Визит был, конечно, не вполне официальный — официальные отношения всё еще не восстановились. Но гостю, исполнившему все желания государя, были рады везде. В свою очередь, и он, «России инстинктивно не доверявший и вне сознания ее боявшийся»,
вел себя выше всяких похвал. Был предельно вежлив, постоянно поминал «оживляющие лучи» и «мертвящий зной», поклонился праху Александра Александровича, да и вообще, как отметили ехидные газетчики, «хотя и католик, ломит шапку и крестится не только лишь близ православных церквей, но и на входе в театр».В Софии всё это становилось известно мгновенно. «Свобода» Димитра Петкова, собиравшего под свои знамена остатки «твердых стамболовистов», перепечатывала статьи из русской прессы, вопия об «унижении болгарской чести»,
но особого недовольства в столице не наблюдалось. Церковь искренне поддерживала Его Высочество, народ внимал с удовольствием, да и в элитах все, кому положено, всё понимали правильно. Даже Радославов комментировал происходящее в том духе, что «сегодняшняя Россия не так бедна, как десять лет назад, там налицо финансовый бум, и враждовать глупо; источники финансирования следует реструктуризировать», а премьер в узком кругу рассуждал, что «ради устранения препятствий к решению македонского вопроса не грех и поунижаться».В принципе, лучше всего ситуацию иллюстрирует пассаж из мемуаров Добри Ганчева, вспоминающего, как в ходе урока болгарского княгиня Мария-Луиза, в ответ на возмущение учителя «гадкой клеветой»
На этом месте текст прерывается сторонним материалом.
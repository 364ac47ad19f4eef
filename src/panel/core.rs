use crate::error::{ConfigError, Result};
use crate::geometry::Rect;
use crate::layout::{Alignment, Layers, PanelLayout};
use crate::render::{Decor, FrameKind, Style, StyledLine};
use crate::terminal::Key;
use crate::width::{display_width, truncate};

/// State every panel kind shares: geometry, decoration and the render cache.
#[derive(Debug, Clone)]
pub struct PanelCore {
    layout: PanelLayout,
    decor: Decor,
    parent: Option<Rect>,
    layers: Layers,
    lines: Option<Vec<StyledLine>>,
}

impl PanelCore {
    /// Full-screen, unframed core.
    pub fn new() -> Self {
        Self {
            layout: PanelLayout::new(),
            decor: Decor::new(),
            parent: None,
            layers: Layers::default(),
            lines: None,
        }
    }

    /// A layout that asks for a frame without naming one gets a light frame;
    /// a decor with a frame turns the layout's frame on.
    pub fn with_parts(layout: PanelLayout, mut decor: Decor) -> Result<Self> {
        let framed = layout.framed || decor.frame.is_some();
        if framed && decor.frame.is_none() {
            decor.frame = Some(FrameKind::Light);
        }
        decor.validate()?;
        Ok(Self {
            layout: layout.with_frame(framed),
            decor,
            parent: None,
            layers: Layers::default(),
            lines: None,
        })
    }

    pub fn set_layout(&mut self, layout: PanelLayout) -> Result<()> {
        *self = Self::with_parts(layout, self.decor.clone())?.resized_from(self.parent);
        Ok(())
    }

    pub fn set_decor(&mut self, decor: Decor) -> Result<()> {
        let layout = self.layout.with_frame(decor.frame.is_some());
        *self = Self::with_parts(layout, decor)?.resized_from(self.parent);
        Ok(())
    }

    fn resized_from(mut self, parent: Option<Rect>) -> Self {
        if let Some(parent) = parent {
            self.resize(parent);
        }
        self
    }

    pub fn layout(&self) -> &PanelLayout {
        &self.layout
    }

    pub fn decor(&self) -> &Decor {
        &self.decor
    }

    pub fn layers(&self) -> Layers {
        self.layers
    }

    /// Height of the Content layer, in rows.
    pub fn content_height(&self) -> usize {
        self.layers.content.height as usize
    }

    /// Recompute the layers for a new parent. A parent equal to the current
    /// one keeps the cache.
    pub fn resize(&mut self, parent: Rect) {
        if self.parent == Some(parent) {
            return;
        }
        self.parent = Some(parent);
        self.layers = Layers::solve(&self.layout, parent);
        self.lines = None;
    }

    pub fn mark_dirty(&mut self) {
        self.lines = None;
    }

    pub fn is_dirty(&self) -> bool {
        self.lines.is_none()
    }

    pub fn cached_lines(&self) -> Option<&[StyledLine]> {
        self.lines.as_deref()
    }

    pub fn store_lines(&mut self, lines: Vec<StyledLine>) {
        self.lines = Some(lines);
    }
}

impl Default for PanelCore {
    fn default() -> Self {
        Self::new()
    }
}

/// Ordered map from key symbols to panel actions.
#[derive(Debug, Clone, PartialEq)]
pub struct KeyBindings<A> {
    entries: Vec<(Key, A)>,
}

impl<A> Default for KeyBindings<A> {
    fn default() -> Self {
        Self {
            entries: Vec::new(),
        }
    }
}

impl<A: Copy> KeyBindings<A> {
    pub fn new() -> Self {
        Self::default()
    }

    pub fn bind(&mut self, key: Key, action: A) -> Result<()> {
        if self.contains(key) {
            return Err(ConfigError::DuplicateBinding(key).into());
        }
        self.entries.push((key, action));
        Ok(())
    }

    /// Bind every pair, stopping at the first duplicate.
    pub fn bind_all(&mut self, pairs: impl IntoIterator<Item = (Key, A)>) -> Result<()> {
        for (key, action) in pairs {
            self.bind(key, action)?;
        }
        Ok(())
    }

    /// Bind `key`, replacing any action it already had.
    pub fn set(&mut self, key: Key, action: A) {
        match self.entries.iter_mut().find(|(bound, _)| *bound == key) {
            Some(entry) => entry.1 = action,
            None => self.entries.push((key, action)),
        }
    }

    pub fn unbind(&mut self, key: Key) -> Option<A> {
        let index = self.entries.iter().position(|(bound, _)| *bound == key)?;
        Some(self.entries.remove(index).1)
    }

    pub fn action(&self, key: Key) -> Option<A> {
        self.entries
            .iter()
            .find(|(bound, _)| *bound == key)
            .map(|(_, action)| *action)
    }

    pub fn contains(&self, key: Key) -> bool {
        self.entries.iter().any(|(bound, _)| *bound == key)
    }

    /// Bound keys in binding order.
    pub fn keys(&self) -> Vec<Key> {
        self.entries.iter().map(|(key, _)| *key).collect()
    }
}

pub(crate) const SCROLL_UP_MARKER: &str = "[▲]";
pub(crate) const SCROLL_DOWN_MARKER: &str = "[▼]";

/// Visible slice of a scrolled list.
#[derive(Debug, Clone, Copy, PartialEq, Eq)]
pub struct Window {
    pub start: usize,
    pub end: usize,
    pub more_above: bool,
    pub more_below: bool,
}

/// Scroll position over `total` rows shown in `height` rows.
///
/// When the rows overflow, a `[▲]` or `[▼]` marker row replaces the first or
/// last visible row. Areas under three rows tall scroll without markers.
#[derive(Debug, Clone, Copy, PartialEq, Eq, Default)]
pub struct Viewport {
    offset: usize,
}

impl Viewport {
    pub fn new() -> Self {
        Self::default()
    }

    pub fn offset(&self) -> usize {
        self.offset
    }

    pub fn window(&self, total: usize, height: usize) -> Window {
        window_at(self.offset.min(max_offset(total, height)), total, height)
    }

    pub fn home(&mut self) {
        self.offset = 0;
    }

    pub fn end(&mut self, total: usize, height: usize) {
        self.offset = max_offset(total, height);
    }

    pub fn scroll_by(&mut self, delta: isize, total: usize, height: usize) {
        let target = self.offset.saturating_add_signed(delta);
        self.offset = target.min(max_offset(total, height));
    }

    /// Rows visible at the current offset.
    pub fn page(&self, total: usize, height: usize) -> usize {
        let window = self.window(total, height);
        (window.end - window.start).max(1)
    }

    /// Scroll the minimum needed for row `index` to be visible.
    pub fn reveal(&mut self, index: usize, total: usize, height: usize) {
        if height == 0 || total == 0 {
            return;
        }
        let index = index.min(total - 1);
        let limit = max_offset(total, height);
        self.offset = self.offset.min(limit);
        if index < self.offset {
            self.offset = index;
        }
        while self.offset < limit && index >= window_at(self.offset, total, height).end {
            self.offset += 1;
        }
    }

    /// Lay the visible rows out with overflow markers, one line per row.
    pub fn lines(
        &self,
        rows: &[StyledLine],
        height: usize,
        width: u16,
        base: Style,
    ) -> Vec<StyledLine> {
        let window = self.window(rows.len(), height);
        let mut out = Vec::with_capacity(height);
        if window.more_above {
            out.push(marker_line(SCROLL_UP_MARKER, width, base));
        }
        out.extend(rows[window.start..window.end].iter().cloned());
        if window.more_below {
            out.push(marker_line(SCROLL_DOWN_MARKER, width, base));
        }
        out
    }
}

fn markers_fit(height: usize) -> bool {
    height >= 3
}

fn window_at(offset: usize, total: usize, height: usize) -> Window {
    if total <= height {
        return Window {
            start: 0,
            end: total,
            more_above: false,
            more_below: false,
        };
    }
    if !markers_fit(height) {
        let start = offset.min(total - height);
        return Window {
            start,
            end: start + height,
            more_above: start > 0,
            more_below: start + height < total,
        };
    }
    let more_above = offset > 0;
    let mut rows = height - usize::from(more_above);
    let more_below = offset + rows < total;
    if more_below {
        rows -= 1;
    }
    Window {
        start: offset,
        end: (offset + rows).min(total),
        more_above,
        more_below,
    }
}

fn max_offset(total: usize, height: usize) -> usize {
    if total <= height {
        return 0;
    }
    if !markers_fit(height) {
        return total - height;
    }
    // With a top marker and no bottom marker, height - 1 rows fit.
    total - (height - 1)
}

fn marker_line(marker: &str, width: u16, base: Style) -> StyledLine {
    let used = display_width(marker) as u16;
    let offset = width.saturating_sub(used) / 2;
    StyledLine::aligned(marker, offset as usize, width, base, Style::plain())
}

/// Place `lines` inside an `area`-sized block according to `align`, one
/// output line per row of the block.
pub fn aligned_block(lines: &[String], area: Rect, align: Alignment, base: Style) -> Vec<StyledLine> {
    let height = area.height as usize;
    let shown = lines.len().min(height);
    let top = align.vertical.offset(shown as u16, area.height) as usize;

    let mut out = Vec::with_capacity(height);
    for _ in 0..top {
        out.push(StyledLine::blank(area.width, base));
    }
    for line in lines.iter().take(shown) {
        let text = truncate(line, area.width as usize);
        let offset = align
            .horizontal
            .offset(display_width(&text) as u16, area.width);
        out.push(StyledLine::aligned(&text, offset as usize, area.width, base, Style::plain()));
    }
    out
}
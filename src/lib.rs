//! Terminal panel manager.
//!
//! A controller builds [`Panel`]s (splash, progress, log, menu, dialogs,
//! text views), hands them to a manager with [`Command`]s and reads back
//! [`Response`]s. The manager owns the terminal: it routes keys to the
//! active panel, repaints it when it changes and reports panel output,
//! failures and lifecycle events.
//!
//! Geometry is declarative. Each panel resolves to four nested rectangles
//! (see [`layout`]) recomputed whenever the screen size changes.

pub mod error;
pub mod geometry;
pub mod layout;
pub mod logging;
pub mod manager;
pub mod messages;
pub mod metrics;
pub mod panel;
pub mod registry;
pub mod render;
pub mod terminal;
pub mod width;

pub use error::{ConfigError, PanelError, Result};
pub use geometry::{Rect, Size};
pub use layout::{Align, Alignment, Extent, Layers, Pad, Padding, PanelLayout, RelativeSize};
pub use logging::{
    FileSink, LogEvent, LogFields, LogLevel, LogSink, Logger, LoggingError, LoggingResult,
    MemorySink, NullSink,
};
pub use manager::{
    DispatchTable, Manager, ManagerBuilder, ManagerConfig, QueuedManager, SyncManager,
    spawn_queued, sync_manager,
};
pub use messages::{Command, CommandKind, Payload, Response};
pub use metrics::{ManagerMetrics, MetricSnapshot};
pub use panel::{
    Dialog, KeyBindings, KeyOutcome, Log, Menu, MenuOption, Panel, PanelCore, Progress, Splash,
    TextDialog, TextView,
};
pub use registry::PanelStore;
pub use render::{Decor, FrameKind, PanelRenderer, Span, Style, StyledLine};
pub use terminal::{
    CrosstermTerminal, InputEvent, Key, ScriptedTerminal, ScriptedTerminalHandle, Terminal,
    TerminalSession,
};
pub use width::display_width;
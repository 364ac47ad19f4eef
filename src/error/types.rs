use thiserror::Error;

use crate::terminal::Key;

/// Unified result type for the crate.
pub type Result<T> = std::result::Result<T, PanelError>;

/// Errors surfaced by panels, the geometry configuration and the manager.
#[derive(Debug, Error)]
pub enum PanelError {
    #[error("invalid configuration: {0}")]
    Configuration(#[from] ConfigError),
    #[error("panel `{kind}` rejected update: {reason}")]
    InvalidUpdate { kind: &'static str, reason: String },
    #[error("terminal capability failure: {0}")]
    Capability(String),
    #[error("panel `{0}` is not stored")]
    UnknownPanel(String),
    #[error("panel panicked: {0}")]
    Panicked(String),
    #[error(transparent)]
    Io(#[from] std::io::Error),
}

impl PanelError {
    pub fn invalid_update(kind: &'static str, reason: impl Into<String>) -> Self {
        Self::InvalidUpdate {
            kind,
            reason: reason.into(),
        }
    }

    /// Terminal-level failures end the manager; everything else is reported
    /// back to the controller and the loop keeps running.
    pub fn is_fatal(&self) -> bool {
        matches!(self, Self::Capability(_) | Self::Io(_))
    }
}

/// Rejected declarations, raised when a panel is built or a binding added.
#[derive(Debug, Clone, PartialEq, Error)]
pub enum ConfigError {
    #[error("relative {axis} must be within [0, 1], got {value}")]
    RelativeSizeOutOfRange { axis: &'static str, value: f64 },
    #[error("{side} padding fraction must be within [0, 1], got {value}")]
    PaddingOutOfRange { side: &'static str, value: f64 },
    #[error("{axis} padding fractions add up to {total}, more than the whole axis")]
    PaddingExceedsAxis { axis: &'static str, total: f64 },
    #[error("key {0} is already bound")]
    DuplicateBinding(Key),
    #[error("a {0} needs a frame to be drawn on")]
    TitleWithoutFrame(&'static str),
    #[error("{0} needs at least one option")]
    EmptyOptions(&'static str),
    #[error("a progress bar needs at least one step")]
    ZeroSteps,
}
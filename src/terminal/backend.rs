use std::io::{self, Stdout, Write};
use std::time::Duration;

use crossterm::cursor::{Hide, MoveTo, Show};
use crossterm::event::{self, Event as CrosstermEvent};
use crossterm::style::{
    Attribute, Print, ResetColor, SetAttribute, SetBackgroundColor, SetForegroundColor,
};
use crossterm::terminal::{self, Clear, ClearType, EnterAlternateScreen, LeaveAlternateScreen};
use crossterm::{execute, queue};

use crate::error::{PanelError, Result};
use crate::geometry::Size;
use crate::render::Style;

use super::{InputEvent, Key, Terminal};

/// [`Terminal`] over the process's stdout using crossterm.
///
/// Raw mode also switches to the alternate screen and hides the cursor so
/// the user's scrollback is untouched when the manager ends.
pub struct CrosstermTerminal {
    out: Stdout,
    raw: bool,
}

impl CrosstermTerminal {
    pub fn new() -> Self {
        Self {
            out: io::stdout(),
            raw: false,
        }
    }
}

impl Default for CrosstermTerminal {
    fn default() -> Self {
        Self::new()
    }
}

fn capability(err: io::Error) -> PanelError {
    PanelError::Capability(err.to_string())
}

impl Terminal for CrosstermTerminal {
    fn size(&mut self) -> Result<Size> {
        let (width, height) = terminal::size().map_err(capability)?;
        Ok(Size::new(width, height))
    }

    fn move_cursor(&mut self, row: u16, col: u16) -> Result<()> {
        queue!(self.out, MoveTo(col, row))?;
        Ok(())
    }

    fn write_styled(&mut self, text: &str, style: &Style) -> Result<()> {
        if let Some(fg) = style.fg {
            queue!(self.out, SetForegroundColor(fg))?;
        }
        if let Some(bg) = style.bg {
            queue!(self.out, SetBackgroundColor(bg))?;
        }
        if style.bold {
            queue!(self.out, SetAttribute(Attribute::Bold))?;
        }
        if style.reverse {
            queue!(self.out, SetAttribute(Attribute::Reverse))?;
        }
        queue!(self.out, Print(text))?;
        if *style != Style::plain() {
            queue!(self.out, SetAttribute(Attribute::Reset), ResetColor)?;
        }
        Ok(())
    }

    fn clear(&mut self) -> Result<()> {
        queue!(self.out, Clear(ClearType::All))?;
        Ok(())
    }

    fn flush(&mut self) -> Result<()> {
        self.out.flush()?;
        Ok(())
    }

    fn read_event(&mut self, timeout: Duration) -> Result<Option<InputEvent>> {
        if !event::poll(timeout).map_err(capability)? {
            return Ok(None);
        }
        match event::read().map_err(capability)? {
            CrosstermEvent::Key(key) => Ok(Key::from_event(&key).map(InputEvent::Key)),
            CrosstermEvent::Resize(width, height) => {
                Ok(Some(InputEvent::Resize(Size::new(width, height))))
            }
            _ => Ok(None),
        }
    }

    fn enter_raw_mode(&mut self) -> Result<()> {
        if self.raw {
            return Ok(());
        }
        terminal::enable_raw_mode().map_err(capability)?;
        self.raw = true;
        execute!(self.out, EnterAlternateScreen, Hide, Clear(ClearType::All))?;
        Ok(())
    }

    fn exit_raw_mode(&mut self) -> Result<()> {
        if !self.raw {
            return Ok(());
        }
        self.raw = false;
        execute!(self.out, Show, LeaveAlternateScreen).ok();
        terminal::disable_raw_mode().map_err(capability)
    }
}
на князя, лукаво спросила: «Вы уверены, что это не так?». А когда он сказал, что «уверен абсолютно», ответила «с обычной своей милой улыбкой: "Поверьте, это не насмешка, а голая истина" добавив: "Вы не знаете Фердинанда. Он умеет лгать лучше всех в Болгарии. Бедные, бедные русские...''».Как бы то ни было, визит прошел более чем успешно, и вскоре Петербург объявил о восстановлении дипломатических отношений, признав, наконец, «с учетом согласия Его Величества султана»,
законность пребывания Фердинанда на болгарском престоле, после чего очень быстро последовали и признания всего «концерта». Долгая, мучительная для всех история вражды завершилась. Хотя, следует признать, окончание ее было в значительной мере условно. Слова Стамболова, сказанные им после отставки — «Мы не имели времени выкорчевать сорняки "русофильства", но посаженные нами зерна в новом поколении прорастут и вытеснят их», — имели под собой определенные основания. Чаши весов качались, и то, каким быть будущему, зависело от очень многих обстоятельств.
ВНЕПАРТИЙНЫЙ
Казалось бы, после возвращения из России — если не триумфального, то близко к тому — Фердинанду сам Бог велел заняться тем, о чем он мечтал: концентрацией власти «под себя». Ан нет. Князь вновь ушел в тень, предоставив народникам работать на благо государства. Только теперь он уже регулярно появлялся на публике с благодарностями правительству «за честное исполнение монарших указаний»
или мягкой критикой за «неудачи, связанные с тем, что монаршие указания выполнялись нечетко». Реально же весь груз тянул кабинет Стоилова, в сущности продолжавший политику покойного диктатора, этакую «стамболовщину с человеческим лицом».